* WHAT NEEDS TO BE DONE
Please state the number of lines in the material below that contain "retain", with no other words.
-- GIVEN DATA follows --
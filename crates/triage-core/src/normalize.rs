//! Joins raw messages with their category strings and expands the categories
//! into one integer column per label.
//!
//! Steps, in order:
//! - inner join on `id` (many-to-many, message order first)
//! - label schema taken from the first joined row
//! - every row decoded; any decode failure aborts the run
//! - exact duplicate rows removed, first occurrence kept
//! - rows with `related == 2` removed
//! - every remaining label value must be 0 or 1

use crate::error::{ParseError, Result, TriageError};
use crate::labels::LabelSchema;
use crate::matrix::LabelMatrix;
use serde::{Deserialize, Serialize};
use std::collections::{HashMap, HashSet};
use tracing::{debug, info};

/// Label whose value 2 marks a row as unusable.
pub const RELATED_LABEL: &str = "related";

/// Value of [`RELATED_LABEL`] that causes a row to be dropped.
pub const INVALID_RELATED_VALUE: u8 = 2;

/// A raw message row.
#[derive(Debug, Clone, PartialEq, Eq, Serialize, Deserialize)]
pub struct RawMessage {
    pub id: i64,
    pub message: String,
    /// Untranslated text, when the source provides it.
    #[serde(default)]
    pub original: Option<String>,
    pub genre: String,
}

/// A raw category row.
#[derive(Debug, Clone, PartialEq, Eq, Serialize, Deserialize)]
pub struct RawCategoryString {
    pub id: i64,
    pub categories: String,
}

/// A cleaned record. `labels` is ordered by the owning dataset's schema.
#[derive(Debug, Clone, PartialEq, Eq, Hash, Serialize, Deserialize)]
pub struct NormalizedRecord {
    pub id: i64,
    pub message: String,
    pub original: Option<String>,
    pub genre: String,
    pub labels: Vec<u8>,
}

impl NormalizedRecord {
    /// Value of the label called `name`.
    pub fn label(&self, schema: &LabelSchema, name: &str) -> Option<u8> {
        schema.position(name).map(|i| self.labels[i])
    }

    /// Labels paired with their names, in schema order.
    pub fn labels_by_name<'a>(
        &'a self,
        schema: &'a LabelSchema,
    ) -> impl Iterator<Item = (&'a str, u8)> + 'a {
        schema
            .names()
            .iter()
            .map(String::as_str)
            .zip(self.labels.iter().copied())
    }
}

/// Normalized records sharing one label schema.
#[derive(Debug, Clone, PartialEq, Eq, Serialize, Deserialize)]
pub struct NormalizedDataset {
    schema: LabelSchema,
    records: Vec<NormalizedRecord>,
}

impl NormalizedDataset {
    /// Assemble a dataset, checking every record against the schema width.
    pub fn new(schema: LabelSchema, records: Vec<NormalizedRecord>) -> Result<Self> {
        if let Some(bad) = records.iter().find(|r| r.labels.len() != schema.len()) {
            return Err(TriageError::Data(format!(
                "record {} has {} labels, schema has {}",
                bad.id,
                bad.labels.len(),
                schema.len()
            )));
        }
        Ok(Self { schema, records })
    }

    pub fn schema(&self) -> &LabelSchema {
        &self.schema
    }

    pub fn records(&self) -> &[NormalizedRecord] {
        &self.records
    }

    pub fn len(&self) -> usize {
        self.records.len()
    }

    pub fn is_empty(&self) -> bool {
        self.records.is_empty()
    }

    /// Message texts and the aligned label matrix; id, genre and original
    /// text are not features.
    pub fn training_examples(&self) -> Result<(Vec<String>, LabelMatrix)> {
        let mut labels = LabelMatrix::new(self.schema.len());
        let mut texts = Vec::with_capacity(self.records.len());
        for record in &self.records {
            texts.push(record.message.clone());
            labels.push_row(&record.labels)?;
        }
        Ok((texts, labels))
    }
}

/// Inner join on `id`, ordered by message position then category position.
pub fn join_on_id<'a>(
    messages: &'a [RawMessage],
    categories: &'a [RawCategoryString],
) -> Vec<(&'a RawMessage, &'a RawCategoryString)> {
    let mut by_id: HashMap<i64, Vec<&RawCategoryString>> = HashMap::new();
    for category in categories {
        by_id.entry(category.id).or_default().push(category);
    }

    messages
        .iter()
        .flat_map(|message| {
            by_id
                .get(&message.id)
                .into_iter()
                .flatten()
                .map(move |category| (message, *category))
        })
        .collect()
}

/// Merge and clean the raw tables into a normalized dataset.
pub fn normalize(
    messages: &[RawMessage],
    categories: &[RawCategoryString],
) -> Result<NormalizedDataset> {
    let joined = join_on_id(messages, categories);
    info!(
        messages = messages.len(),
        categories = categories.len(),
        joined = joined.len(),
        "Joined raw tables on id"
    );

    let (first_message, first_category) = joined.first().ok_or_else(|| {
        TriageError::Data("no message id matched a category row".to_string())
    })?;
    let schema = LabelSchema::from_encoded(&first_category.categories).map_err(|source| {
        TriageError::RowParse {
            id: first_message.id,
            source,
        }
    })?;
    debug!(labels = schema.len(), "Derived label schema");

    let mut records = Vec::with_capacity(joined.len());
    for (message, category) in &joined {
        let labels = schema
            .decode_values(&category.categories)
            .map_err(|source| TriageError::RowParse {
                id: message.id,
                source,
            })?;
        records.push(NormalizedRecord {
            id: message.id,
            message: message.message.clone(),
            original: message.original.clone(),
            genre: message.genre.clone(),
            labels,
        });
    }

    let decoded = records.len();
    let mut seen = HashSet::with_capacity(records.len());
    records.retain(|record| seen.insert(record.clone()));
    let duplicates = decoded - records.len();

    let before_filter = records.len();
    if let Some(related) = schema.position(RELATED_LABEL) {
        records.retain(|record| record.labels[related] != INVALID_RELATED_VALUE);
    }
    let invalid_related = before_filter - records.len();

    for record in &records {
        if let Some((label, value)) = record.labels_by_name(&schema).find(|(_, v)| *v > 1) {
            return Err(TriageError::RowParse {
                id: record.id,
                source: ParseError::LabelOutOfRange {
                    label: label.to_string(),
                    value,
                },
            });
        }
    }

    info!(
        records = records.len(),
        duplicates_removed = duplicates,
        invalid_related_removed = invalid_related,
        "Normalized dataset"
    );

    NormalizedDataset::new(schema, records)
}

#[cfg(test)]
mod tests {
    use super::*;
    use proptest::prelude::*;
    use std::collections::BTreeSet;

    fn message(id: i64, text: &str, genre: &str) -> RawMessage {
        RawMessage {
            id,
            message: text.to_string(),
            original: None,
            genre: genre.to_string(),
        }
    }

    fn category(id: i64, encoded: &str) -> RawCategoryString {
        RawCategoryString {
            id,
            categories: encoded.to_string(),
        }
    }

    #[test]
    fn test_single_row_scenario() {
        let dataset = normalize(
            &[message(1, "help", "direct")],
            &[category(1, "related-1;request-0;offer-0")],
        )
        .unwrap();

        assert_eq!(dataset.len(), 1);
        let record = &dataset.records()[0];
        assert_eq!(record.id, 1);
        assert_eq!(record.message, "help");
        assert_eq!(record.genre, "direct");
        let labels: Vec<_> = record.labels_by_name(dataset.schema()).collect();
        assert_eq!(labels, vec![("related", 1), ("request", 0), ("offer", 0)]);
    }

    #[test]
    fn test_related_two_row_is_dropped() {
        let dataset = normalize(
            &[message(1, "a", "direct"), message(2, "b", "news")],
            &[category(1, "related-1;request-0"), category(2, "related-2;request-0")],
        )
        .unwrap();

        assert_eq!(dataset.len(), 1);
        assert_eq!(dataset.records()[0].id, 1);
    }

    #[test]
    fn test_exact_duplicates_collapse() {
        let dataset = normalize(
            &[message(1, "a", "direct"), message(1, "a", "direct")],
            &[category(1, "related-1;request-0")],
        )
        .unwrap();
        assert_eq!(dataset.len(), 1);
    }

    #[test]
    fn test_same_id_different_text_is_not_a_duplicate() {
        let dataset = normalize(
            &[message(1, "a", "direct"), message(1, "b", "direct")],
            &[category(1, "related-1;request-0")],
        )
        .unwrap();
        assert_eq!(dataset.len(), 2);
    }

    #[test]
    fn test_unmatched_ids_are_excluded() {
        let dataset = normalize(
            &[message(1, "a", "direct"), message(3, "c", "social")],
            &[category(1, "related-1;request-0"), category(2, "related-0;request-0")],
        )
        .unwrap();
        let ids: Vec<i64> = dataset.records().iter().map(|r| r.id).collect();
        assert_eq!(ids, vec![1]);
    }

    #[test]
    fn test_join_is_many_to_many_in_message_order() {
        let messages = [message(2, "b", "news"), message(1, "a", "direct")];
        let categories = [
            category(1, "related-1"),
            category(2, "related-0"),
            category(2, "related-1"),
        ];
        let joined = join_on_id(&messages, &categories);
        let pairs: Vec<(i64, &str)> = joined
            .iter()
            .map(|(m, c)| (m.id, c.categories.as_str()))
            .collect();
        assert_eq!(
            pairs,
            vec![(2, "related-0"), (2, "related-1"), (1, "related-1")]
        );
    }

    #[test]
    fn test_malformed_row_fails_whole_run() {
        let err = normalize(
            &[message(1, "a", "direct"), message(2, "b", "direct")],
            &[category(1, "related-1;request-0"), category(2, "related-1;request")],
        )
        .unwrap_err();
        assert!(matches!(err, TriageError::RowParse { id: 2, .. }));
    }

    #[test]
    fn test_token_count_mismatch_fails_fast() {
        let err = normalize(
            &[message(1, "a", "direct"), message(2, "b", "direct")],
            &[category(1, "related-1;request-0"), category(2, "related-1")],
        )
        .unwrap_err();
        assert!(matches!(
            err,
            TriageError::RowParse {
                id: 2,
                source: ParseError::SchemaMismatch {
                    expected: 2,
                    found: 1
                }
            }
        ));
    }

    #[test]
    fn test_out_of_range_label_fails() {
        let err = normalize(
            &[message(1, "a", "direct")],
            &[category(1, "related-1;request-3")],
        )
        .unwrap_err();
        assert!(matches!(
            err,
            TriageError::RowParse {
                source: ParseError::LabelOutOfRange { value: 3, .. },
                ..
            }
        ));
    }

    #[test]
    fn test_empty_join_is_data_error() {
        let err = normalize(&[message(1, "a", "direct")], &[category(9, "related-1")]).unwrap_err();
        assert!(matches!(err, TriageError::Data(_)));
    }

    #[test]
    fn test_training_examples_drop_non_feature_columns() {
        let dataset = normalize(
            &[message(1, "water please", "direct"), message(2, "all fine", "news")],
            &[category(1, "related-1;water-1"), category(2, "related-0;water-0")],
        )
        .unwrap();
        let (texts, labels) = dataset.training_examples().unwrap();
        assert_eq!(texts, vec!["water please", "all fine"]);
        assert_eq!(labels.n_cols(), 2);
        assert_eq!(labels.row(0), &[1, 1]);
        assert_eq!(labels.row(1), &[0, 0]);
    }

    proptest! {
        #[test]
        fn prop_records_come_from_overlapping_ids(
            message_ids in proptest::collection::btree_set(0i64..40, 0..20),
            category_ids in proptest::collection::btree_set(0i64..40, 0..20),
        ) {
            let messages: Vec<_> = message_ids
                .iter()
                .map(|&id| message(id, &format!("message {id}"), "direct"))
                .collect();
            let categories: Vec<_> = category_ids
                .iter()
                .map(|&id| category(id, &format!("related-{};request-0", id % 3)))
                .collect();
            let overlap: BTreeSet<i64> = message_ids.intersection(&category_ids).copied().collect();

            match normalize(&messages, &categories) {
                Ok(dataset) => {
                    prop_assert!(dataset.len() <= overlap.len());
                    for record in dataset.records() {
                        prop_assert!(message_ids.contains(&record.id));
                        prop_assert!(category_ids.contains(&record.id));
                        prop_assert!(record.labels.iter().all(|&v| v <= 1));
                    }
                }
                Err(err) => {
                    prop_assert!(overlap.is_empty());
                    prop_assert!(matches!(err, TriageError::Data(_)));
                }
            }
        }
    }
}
-- GIVEN DATA concluded --
* WRITTEN ANSWER
2